[ 
https://issues.apache.org/jira/browse/KAFKA-15602?page=com.atlassian.jira.plugin.system.issuetabpanels:comment-tabpanel&focusedCommentId=17774807#comment-17774807
 ] 

Philip Nee edited comment on KAFKA-15602 at 10/13/23 6:26 AM:
--------------------------------------------------------------

Hi [~luke.kirby] ,

Thanks for reporting this.  I briefly went over the code a bit and I can now 
understand your concern.

The original documentation mentioned the user "{_}Do not need to flip{_}", I 
assume that means the serializer will automatically rewind the position to zero 
for the user as flip explicitly stated ".{_}..limit is set to the current 
position and then the position is set to zero{_}".  However, the serializer API 
didn't make any assumptions to the current position of the buffer, so it is 
hard to say if the original design intended to handle a user-given offset... 
From reading the unit test, it doesn't seem so.
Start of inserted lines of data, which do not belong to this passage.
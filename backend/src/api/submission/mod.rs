//! Module for abstract submission API endpoints.
//!
//! This module handles checking, submitting, listing and reviewing conference
//! abstracts. Every route is wrapped in the guard chain that matches its
//! audience.

pub mod handlers;
pub mod routes;
//! Rust structs that represent database table mappings.
//!
//! These models define the structure of data as it is stored in and retrieved
//! from the database, together with the request and response shapes of the
//! submission endpoints. Enumerated columns are stored as their snake_case
//! text form and parsed on the way out.

use chrono::{DateTime, Utc};
use serde::{Deserialize, Serialize};
use sqlx::FromRow;
use std::fmt::{self, Display, Formatter};
use std::str::FromStr;
use validator::Validate;

use crate::auth::models::{AuthenticatedIdentity, ParticipantType, UserRole};
use crate::content::SanitizationResult;
use crate::errors::{ServiceError, ServiceResult};

#[derive(Debug, Clone, Serialize, Deserialize, FromRow)]
pub struct User {
    pub id: String,
    pub email: String,
    pub name: String,
    #[serde(skip_serializing)]
    pub password_hash: String,
    pub role: String,
    pub participant_type: String,
    pub created_at: DateTime<Utc>,
    pub updated_at: DateTime<Utc>,
}

impl User {
    /// Identity carried in this user's access tokens.
    pub fn identity(&self) -> ServiceResult<AuthenticatedIdentity> {
        let role = UserRole::from_str(&self.role).map_err(ServiceError::internal_error)?;
        let participant_type = ParticipantType::from_str(&self.participant_type)
            .map_err(ServiceError::internal_error)?;

        Ok(AuthenticatedIdentity {
            user_id: self.id.clone(),
            email: self.email.clone(),
            role,
            participant_type,
        })
    }
}

#[derive(Debug, Clone)]
pub struct CreateUser {
    pub id: String,
    pub email: String,
    pub name: String,
    pub password_hash: String,
    pub role: UserRole,
    pub participant_type: ParticipantType,
}

/// Review lifecycle of a submission.
#[derive(Debug, Clone, Copy, PartialEq, Eq, Serialize, Deserialize)]
#[serde(rename_all = "snake_case")]
pub enum SubmissionStatus {
    Submitted,
    UnderReview,
    Accepted,
    Rejected,
    Withdrawn,
}

impl SubmissionStatus {
    pub fn as_str(&self) -> &'static str {
        match self {
            SubmissionStatus::Submitted => "submitted",
            SubmissionStatus::UnderReview => "under_review",
            SubmissionStatus::Accepted => "accepted",
            SubmissionStatus::Rejected => "rejected",
            SubmissionStatus::Withdrawn => "withdrawn",
        }
    }
}

impl Display for SubmissionStatus {
    fn fmt(&self, f: &mut Formatter<'_>) -> fmt::Result {
        write!(f, "{}", self.as_str())
    }
}

impl FromStr for SubmissionStatus {
    type Err = String;

    fn from_str(s: &str) -> Result<Self, Self::Err> {
        match s {
            "submitted" => Ok(SubmissionStatus::Submitted),
            "under_review" => Ok(SubmissionStatus::UnderReview),
            "accepted" => Ok(SubmissionStatus::Accepted),
            "rejected" => Ok(SubmissionStatus::Rejected),
            "withdrawn" => Ok(SubmissionStatus::Withdrawn),
            _ => Err(format!("Invalid submission status: {}", s)),
        }
    }
}

#[derive(Debug, Clone, Serialize, Deserialize, FromRow)]
pub struct Submission {
    pub id: String,
    pub author_id: String,
    pub title: String,
    pub sanitized_markdown: String,
    pub abstract_html: String,
    pub plain_text: String,
    pub word_count: i64,
    pub status: String,
    pub created_at: DateTime<Utc>,
    pub updated_at: DateTime<Utc>,
}

#[derive(Debug, Clone)]
pub struct CreateSubmission {
    pub id: String,
    pub author_id: String,
    pub title: String,
    pub content: SanitizationResult,
}

#[derive(Debug, Clone, Serialize, Deserialize, Validate)]
pub struct CreateSubmissionRequest {
    #[validate(custom(function = "validate_title"))]
    pub title: String,

    /// Raw markdown as typed by the author.
    #[validate(length(max = 20000, message = "Abstract must be at most 20000 characters"))]
    pub content: String,
}

// Titles are stored trimmed, so the bounds apply to the trimmed text.
fn validate_title(title: &str) -> Result<(), validator::ValidationError> {
    let length = title.trim().chars().count();
    if !(1..=300).contains(&length) {
        return Err(validator::ValidationError::new("title_length")
            .with_message("Title must be between 1-300 characters".into()));
    }
    Ok(())
}

#[derive(Debug, Clone, Serialize, Deserialize)]
pub struct UpdateSubmissionStatusRequest {
    pub status: SubmissionStatus,
}

#[derive(Debug, Clone, Serialize, Deserialize)]
pub struct ValidateAbstractRequest {
    pub content: String,
}

/// Listing entry: metadata plus a plain-text preview of the abstract.
#[derive(Debug, Clone, Serialize)]
pub struct SubmissionSummary {
    pub id: String,
    pub author_id: String,
    pub title: String,
    pub preview: String,
    pub word_count: i64,
    pub status: String,
    pub created_at: DateTime<Utc>,
}

/// Full view of one submission. The stored markdown is only included for
/// the author and elevated roles.
#[derive(Debug, Clone, Serialize)]
pub struct SubmissionDetail {
    pub id: String,
    pub author_id: String,
    pub title: String,
    pub abstract_html: String,
    pub plain_text: String,
    pub word_count: i64,
    pub status: String,
    #[serde(skip_serializing_if = "Option::is_none")]
    pub sanitized_markdown: Option<String>,
    pub created_at: DateTime<Utc>,
    pub updated_at: DateTime<Utc>,
}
I can see the problem comes from the serializer doesn't know if the position is 
an offset or just the next byte to be written.  These are two different 
definitions of the position so it doesn't really make sense to handle both 
cases in a single API call.

I wonder if we could do the following:

If the user doesn't want to provide an offset, which is the most common use 
case, the user may continue using the existing API.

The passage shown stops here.